In any case, *I* could easily run BD&D or AD&D adventures in 3e without having to do much conversion (and what little I needed to do I could do on the fly) too, so where does that leave us?  Other than the fact that the rallying cry of the Old Schoolers who lump AD&D (1e), BD&D and OD&D together as having some objective "sameness" that marks them as separate from later D&D is in direct contradiction to the game designers' stated intent, nowhere that I can see.


----------



## Nikosandros (May 28, 2009)

Hobo said:


> Here's a cut and paste from Wikipedia, which is in turn heavily quoted from Gygax himself in Dragon #26.
> 
> 
> In any case, *I* could easily run BD&D or AD&D adventures in 3e without having to do much conversion (and what little I needed to do I could do on the fly) too, so where does that leave us?  Other than the fact that the rallying cry of the Old Schoolers who lump AD&D (1e), BD&D and OD&D together as having some objective "sameness" that marks them as separate from later D&D is in direct contradiction to the game designers' stated intent, nowhere that I can see.




AD&D and BD&D play very similarly. When I talk about doing the conversion on the fly, I'm literal: when I ran B2 for AD&D I mostly used exactly the same numbers that were written in the module... I hardly think that it's possible to do that with 3e.

The sameness is objective and since you quoted Gygax he certainly appreciated the different versions of "old" D&D and he disliked 3x.


----------



## Desdichado (May 28, 2009)

Nikosandros said:


> AD&D and BD&D play very similarly.
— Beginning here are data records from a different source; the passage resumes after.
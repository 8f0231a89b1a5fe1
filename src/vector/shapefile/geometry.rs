/*
This file is part of the shape_ingest geospatial library.
Created: 19/10/2026
Last Modified: 19/10/2026
License: MIT

Notes: Decoding of individual .shp record contents. Only Point and Polygon
records are supported.
*/
use super::DecodeError;
use crate::geometry::{RawGeometry, RawPolygon};
use crate::structures::Point2D;
use crate::utils::{ByteOrderReader, Endianness};
use std::fmt;

#[derive(Debug, Copy, Clone, PartialEq)]
pub enum ShapeType {
    Point,
    Polygon,
}

impl ShapeType {
    pub fn from_int(value: i32) -> Option<ShapeType> {
        match value {
            1 => Some(ShapeType::Point),
            5 => Some(ShapeType::Polygon),
            _ => None,
        }
    }

    pub fn to_int(&self) -> i32 {
        match self {
            ShapeType::Point => 1,
            ShapeType::Polygon => 5,
        }
    }
}

impl Default for ShapeType {
    fn default() -> ShapeType {
        ShapeType::Polygon
    }
}

impl fmt::Display for ShapeType {
    fn fmt(&self, f: &mut fmt::Formatter) -> fmt::Result {
        let printable = match *self {
            ShapeType::Point => "Point",
            ShapeType::Polygon => "Polygon",
        };
        write!(f, "{}", printable)
    }
}

/// Decodes the content of one record, excluding its 8-byte record header.
pub(crate) fn decode_record(
    content: &[u8],
    shape_type: ShapeType,
    record: usize,
) -> Result<RawGeometry, DecodeError> {
    let mut bor = ByteOrderReader::new(content, Endianness::LittleEndian);
    let malformed = |reason: String| DecodeError::MalformedRecord { record, reason };
    let short = |_| malformed("content is shorter than its fields require".to_string());

    let found = bor.read_i32().map_err(short)?;
    if found != shape_type.to_int() {
        return Err(DecodeError::RecordShapeTypeMismatch {
            record,
            expected: shape_type.to_int(),
            found,
        });
    }

    match shape_type {
        ShapeType::Point => {
            let x = bor.read_f64().map_err(short)?;
            let y = bor.read_f64().map_err(short)?;
            Ok(RawGeometry::Point(Point2D::new(x, y)))
        }
        ShapeType::Polygon => {
            // the record's bounding box isn't needed
            bor.inc_pos(32);
            let num_parts = bor.read_i32().map_err(short)?;
            let num_points = bor.read_i32().map_err(short)?;
            if num_parts < 1 || num_points < 0 {
                return Err(malformed(format!(
                    "invalid part count {} or point count {}",
                    num_parts, num_points
                )));
            }
            let (num_parts, num_points) = (num_parts as usize, num_points as usize);
            // each part index takes 4 bytes and each point 16
            if bor.remaining() < num_parts * 4 + num_points * 16 {
                return Err(malformed(format!(
                    "{} parts and {} points do not fit in the record",
                    num_parts, num_points
                )));
            }

            let mut parts = Vec::with_capacity(num_parts);
            for _ in 0..num_parts {
                parts.push(bor.read_i32().map_err(short)?);
            }
            let mut prev: i64 = -1;
            for &part in &parts {
                if (part as i64) <= prev || part as i64 >= num_points as i64 {
                    return Err(malformed(format!(
                        "part index {} is out of order or out of range",
                        part
                    )));
                }
                prev = part as i64;
            }

            let mut points = Vec::with_capacity(num_points);
            for _ in 0..num_points {
                let x = bor.read_f64().map_err(short)?;
                let y = bor.read_f64().map_err(short)?;
                points.push(Point2D::new(x, y));
            }

            // Walk the parts from last to first. The first part is the shell
            // and the remaining parts are holes, in reverse order.
            let mut last = points.len();
            let mut rings = Vec::with_capacity(num_parts);
            for &part in parts.iter().rev() {
                rings.push(points[part as usize..last].to_vec());
                last = part as usize;
            }
            let shell = rings.pop().unwrap_or_default();
            Ok(RawGeometry::Polygon(RawPolygon {
                shell,
                holes: rings,
            }))
        }
    }
}
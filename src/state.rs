use crate::client_ip::ForwardedTrust;
use crate::rate_limit::{Policies, RateLimiter};

// app's shared state

pub struct AppState {
    pub limiter: RateLimiter,
    pub policies: Policies,
    pub forwarded_trust: ForwardedTrust, // who may set x-forwarded-for
}

impl AppState {
    pub fn new(limiter: RateLimiter, policies: Policies, forwarded_trust: ForwardedTrust) -> Self {
        Self {
            limiter,
            policies,
            forwarded_trust,
        }
    }
}
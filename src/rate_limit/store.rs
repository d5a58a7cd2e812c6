use async_trait::async_trait;
use dashmap::DashMap;
use dashmap::mapref::entry::Entry;

use super::{RateLimitDecision, RateLimitPolicy, RateLimitResult};

// Rate limit entry - tracks requests per identifier in the current window
#[derive(Debug, Clone, Copy, PartialEq, Eq)]
pub struct RateLimitEntry {
    pub count: u32,
    pub reset_time: i64, // epoch ms when the window closes
}

impl RateLimitEntry {
    // first request of a new window
    fn open(now_ms: i64, policy: &RateLimitPolicy) -> Self {
        let window = i64::try_from(policy.window_ms()).unwrap_or(i64::MAX);
        Self {
            count: 1,
            reset_time: now_ms.saturating_add(window),
        }
    }

    pub fn is_expired(&self, now_ms: i64) -> bool {
        self.reset_time <= now_ms
    }

    // Count one more request against a live window. Never passes the ceiling.
    fn record(&mut self, policy: &RateLimitPolicy) -> RateLimitDecision {
        if self.count >= policy.max_requests() {
            return RateLimitDecision::limited(self.reset_time);
        }
        self.count += 1;
        RateLimitDecision::admitted(policy.max_requests() - self.count, self.reset_time)
    }
}

// `hit` does the whole read-check-increment for one key atomically
#[async_trait]
pub trait RateLimitStore: Send + Sync {
    async fn hit(
        &self,
        identifier: &str,
        policy: &RateLimitPolicy,
        now_ms: i64,
    ) -> RateLimitResult<RateLimitDecision>;

    /// Remove every expired entry, returning how many went away.
    async fn sweep_expired(&self, now_ms: i64) -> RateLimitResult<usize>;

    async fn len(&self) -> RateLimitResult<usize>;
}

// Process-local, lost on restart
#[derive(Debug, Default)]
pub struct InMemoryStore {
    entries: DashMap<String, RateLimitEntry>,
}

impl InMemoryStore {
    pub fn new() -> Self {
        Self::default()
    }

    pub fn get(&self, identifier: &str) -> Option<RateLimitEntry> {
        self.entries.get(identifier).map(|entry| *entry)
    }

    // Seed an entry directly, bypassing admission
    pub fn insert(&self, identifier: impl Into<String>, entry: RateLimitEntry) {
        self.entries.insert(identifier.into(), entry);
    }
}

#[async_trait]
impl RateLimitStore for InMemoryStore {
    async fn hit(
        &self,
        identifier: &str,
        policy: &RateLimitPolicy,
        now_ms: i64,
    ) -> RateLimitResult<RateLimitDecision> {
        // the shard stays locked for the whole match
        let decision = match self.entries.entry(identifier.to_string()) {
            Entry::Vacant(slot) => {
                let entry = slot.insert(RateLimitEntry::open(now_ms, policy));
                RateLimitDecision::admitted(policy.max_requests() - 1, entry.reset_time)
            }
            Entry::Occupied(mut slot) => {
                let entry = slot.get_mut();
                if entry.is_expired(now_ms) {
                    *entry = RateLimitEntry::open(now_ms, policy);
                    RateLimitDecision::admitted(policy.max_requests() - 1, entry.reset_time)
                } else {
                    entry.record(policy)
                }
            }
        };
        Ok(decision)
    }

    async fn sweep_expired(&self, now_ms: i64) -> RateLimitResult<usize> {
        let before = self.entries.len();
        self.entries.retain(|_, entry| !entry.is_expired(now_ms));
        Ok(before.saturating_sub(self.entries.len()))
    }

    async fn len(&self) -> RateLimitResult<usize> {
        Ok(self.entries.len())
    }
}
When I talk about doing the conversion on the fly, I'm literal: when I ran B2 for AD&D I mostly used exactly the same numbers that were written in the module... I hardly think that it's possible to do that with 3e.



You'd be wrong.  I could.  Or, I could just manually adjust them on the fly based on what they needed to be, too.  It's not hard.


			
				Nikosandros said:
			
		

> The sameness is objective and since you quoted Gygax he certainly appreciated the different versions of "old" D&D and he disliked 3x.
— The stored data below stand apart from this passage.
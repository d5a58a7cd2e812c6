use anyhow::Context;
use clap::Parser; // for cli
use lead_gateway::config::Args;
use lead_gateway::client_ip::ForwardedTrust;
use lead_gateway::rate_limit::{RateLimiter, sweeper};
use lead_gateway::server::build_router;
use lead_gateway::state::AppState;
use std::net::SocketAddr;
use std::sync::Arc;
use std::time::Duration;
use tracing_subscriber::EnvFilter;

#[tokio::main]
async fn main() -> anyhow::Result<()> {
    tracing_subscriber::fmt()
        .with_env_filter(EnvFilter::from_default_env().add_directive("lead_gateway=info".parse()?))
        .init();

    // parse cli arguments
    let args = Args::parse();
    let policies = args.rate_limit_policies()?;
    let forwarded_trust = args.forwarded_trust()?;

    if forwarded_trust == ForwardedTrust::Any {
        tracing::warn!(
            "no trusted proxies configured, clients can choose their own rate limit identity \
             through x-forwarded-for"
        );
    }

    let limiter = RateLimiter::in_memory().with_sweep_threshold(args.sweep_threshold);

    // spawn the background sweep
    if args.sweep_interval_secs > 0 {
        let sweep_limiter = limiter.clone();
        let sweep_interval = Duration::from_secs(args.sweep_interval_secs);
        tokio::spawn(async move {
            sweeper(sweep_limiter, sweep_interval).await;
        });
    }

    let state = Arc::new(AppState::new(limiter, policies, forwarded_trust));
    let app = build_router(state);

    let addr = format!("{}:{}", args.host, args.port);
    let listener = tokio::net::TcpListener::bind(&addr)
        .await
        .with_context(|| format!("failed to bind {addr}"))?;

    tracing::info!(%addr, "lead gateway listening");
    tracing::info!(
        contact = ?policies.contact,
        newsletter = ?policies.newsletter,
        valuation = ?policies.valuation,
        api = ?policies.api,
        "rate limit policies"
    );

    axum::serve(listener, app.into_make_service_with_connect_info::<SocketAddr>()).await?;
    Ok(())
}
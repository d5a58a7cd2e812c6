use lazy_static::lazy_static;
use prometheus::{
    Histogram, IntCounter, IntCounterVec, IntGauge, register_histogram, register_int_counter,
    register_int_counter_vec, register_int_gauge,
};

lazy_static! {
    pub static ref REQUEST_TOTAL: IntCounterVec = register_int_counter_vec!(
        "lead_gateway_requests_total",
        "Total number of intake requests by endpoint",
        &["endpoint"]
    )
    .unwrap();
    pub static ref LEADS_ACCEPTED: IntCounterVec = register_int_counter_vec!(
        "lead_gateway_leads_accepted_total",
        "Submissions that passed validation",
        &["endpoint"]
    )
    .unwrap();
    pub static ref RATE_LIMIT_DECISIONS: IntCounterVec = register_int_counter_vec!(
        "lead_gateway_rate_limit_decisions_total",
        "Rate limiter decisions by policy and outcome",
        &["policy", "outcome"]
    )
    .unwrap();
    pub static ref RATE_LIMIT_STORE_SIZE: IntGauge = register_int_gauge!(
        "lead_gateway_rate_limit_entries",
        "Current number of identifiers tracked by the rate limiter"
    )
    .unwrap();
    pub static ref RATE_LIMIT_SWEPT: IntCounter = register_int_counter!(
        "lead_gateway_rate_limit_swept_total",
        "Expired rate limit windows removed by sweeps"
    )
    .unwrap();
    pub static ref REQUEST_LATENCY: Histogram = register_histogram!(
        "lead_gateway_request_latency_seconds",
        "Request latency in seconds"
    )
    .unwrap();
}
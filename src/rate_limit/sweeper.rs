use tokio::time::{Duration, interval};

use super::RateLimiter;

// Background sweep - drops expired windows off the request path
pub async fn sweeper(limiter: RateLimiter, sweep_interval: Duration) {
    let mut interval = interval(sweep_interval);

    tracing::info!(interval = ?sweep_interval, "rate limit sweeper started");

    loop {
        interval.tick().await;

        if let Err(e) = limiter.sweep().await {
            tracing::warn!(error = %e, "rate limit sweep failed");
        }
    }
}
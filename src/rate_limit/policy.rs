use thiserror::Error;

const ONE_MINUTE_MS: u64 = 60 * 1000;

#[derive(Debug, Error, PartialEq, Eq)]
pub enum PolicyError {
    #[error("policy '{0}' must allow at least one request per window")]
    ZeroMaxRequests(String),

    #[error("policy '{0}' must have a window longer than 0 ms")]
    ZeroWindow(String),

    #[error("unknown rate limit policy: {0}")]
    UnknownPolicy(String),

    #[error("malformed policy override '{0}', expected name=max/window_ms")]
    Malformed(String),
}

/// How many requests one identifier may make per fixed window.
///
/// Both values are guaranteed non-zero; construct through [`RateLimitPolicy::new`].
#[derive(Debug, Clone, Copy, PartialEq, Eq)]
pub struct RateLimitPolicy {
    max_requests: u32,
    window_ms: u64,
}

impl RateLimitPolicy {
    pub const DEFAULT: RateLimitPolicy = RateLimitPolicy::fixed(10, ONE_MINUTE_MS);
    pub const CONTACT: RateLimitPolicy = RateLimitPolicy::fixed(5, ONE_MINUTE_MS);
    pub const NEWSLETTER: RateLimitPolicy = RateLimitPolicy::fixed(3, ONE_MINUTE_MS);
    pub const VALUATION: RateLimitPolicy = RateLimitPolicy::DEFAULT;
    pub const API: RateLimitPolicy = RateLimitPolicy::fixed(100, ONE_MINUTE_MS);

    // only for the constants above, values are checked by hand
    const fn fixed(max_requests: u32, window_ms: u64) -> Self {
        Self {
            max_requests,
            window_ms,
        }
    }

    pub fn new(max_requests: u32, window_ms: u64) -> Result<Self, PolicyError> {
        Self::named("custom", max_requests, window_ms)
    }

    fn named(name: &str, max_requests: u32, window_ms: u64) -> Result<Self, PolicyError> {
        if max_requests == 0 {
            return Err(PolicyError::ZeroMaxRequests(name.to_string()));
        }
        if window_ms == 0 {
            return Err(PolicyError::ZeroWindow(name.to_string()));
        }
        Ok(Self {
            max_requests,
            window_ms,
        })
    }

    pub fn max_requests(&self) -> u32 {
        self.max_requests
    }

    pub fn window_ms(&self) -> u64 {
        self.window_ms
    }
}

impl Default for RateLimitPolicy {
    fn default() -> Self {
        Self::DEFAULT
    }
}

#[derive(Debug, Clone, Copy, PartialEq, Eq)]
pub struct Policies {
    pub contact: RateLimitPolicy,
    pub newsletter: RateLimitPolicy,
    pub valuation: RateLimitPolicy,
    pub api: RateLimitPolicy,
}

impl Default for Policies {
    fn default() -> Self {
        Self {
            contact: RateLimitPolicy::CONTACT,
            newsletter: RateLimitPolicy::NEWSLETTER,
            valuation: RateLimitPolicy::VALUATION,
            api: RateLimitPolicy::API,
        }
    }
}

impl Policies {
    // Apply one "name=max/window_ms" override, e.g. "contact=10/30000"
    pub fn apply_override(&mut self, spec: &str) -> Result<(), PolicyError> {
        let malformed = || PolicyError::Malformed(spec.to_string());

        let (name, limits) = spec.split_once('=').ok_or_else(malformed)?;
        let (max, window) = limits.split_once('/').ok_or_else(malformed)?;
        let name = name.trim();
        let max: u32 = max.trim().parse().map_err(|_| malformed())?;
        let window: u64 = window.trim().parse().map_err(|_| malformed())?;

        let policy = RateLimitPolicy::named(name, max, window)?;
        let slot = match name {
            "contact" => &mut self.contact,
            "newsletter" => &mut self.newsletter,
            "valuation" => &mut self.valuation,
            "api" => &mut self.api,
            other => return Err(PolicyError::UnknownPolicy(other.to_string())),
        };
        *slot = policy;
        Ok(())
    }
}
No, the differences between AD&D in particular and the other two is objective.  I don't much care if Gygax liked 3e or not.  For one thing, that's pretty irrelevent to what we're talking about.


----------



## Nikosandros (May 28, 2009)

Hobo said:


> You'd be wrong.  I could.  Or, I could just manually adjust them on the fly based on what they needed to be, too.  It's not hard.



But you have to make up a lot of numbers, like all the DCs for skill checks. I'm sure that an experienced DM can make them up on the fly, but by this token a lot of fantasy RPG would really be the same game, which is patently false.



Hobo said:


> No, the differences between AD&D in particular and the other two is objective.




There are differences, but they are much smaller than the difference between AD&D and 3rd edition.


----------



## Desdichado (May 28, 2009)

Well, I don't think there's a lot to be gained by continually restating our divergent opinions at each other.  I don't consider making up Skill checks DCs to be a significant hurdle to running a module without prior conversion work.  Nor do I see how an added skill system suddenly is the "break point" beyond which suddenly we're in brand new territory but with all the things AD&D added to D&D (beyond that which was in, say, OD&D) doesn't.  But clearly you think there's something there that I can't see.  

Because to me, 3e was very obviously an evolved version of the same design principles that informed the AD&D split from OD&D/BD&D... which was where the really signifcant change happened.


----------



## Nikosandros (May 28, 2009)

Hobo said:


> Well, I don't think there's a lot to be gained by continually restating our divergent opinions at each other.




Agreed.


----------



## Remathilis (May 28, 2009)

Nikosandros said:


> I really dislike the usage of the word antiquated. Games aren't like technology where there is a constant improvement and as a matter of fact, I have no problems at all with, for example, percentile strength. I dislike and don't use level limits, but this has nothing to do with progress in game design... I stopped using them before 2nd edition came out.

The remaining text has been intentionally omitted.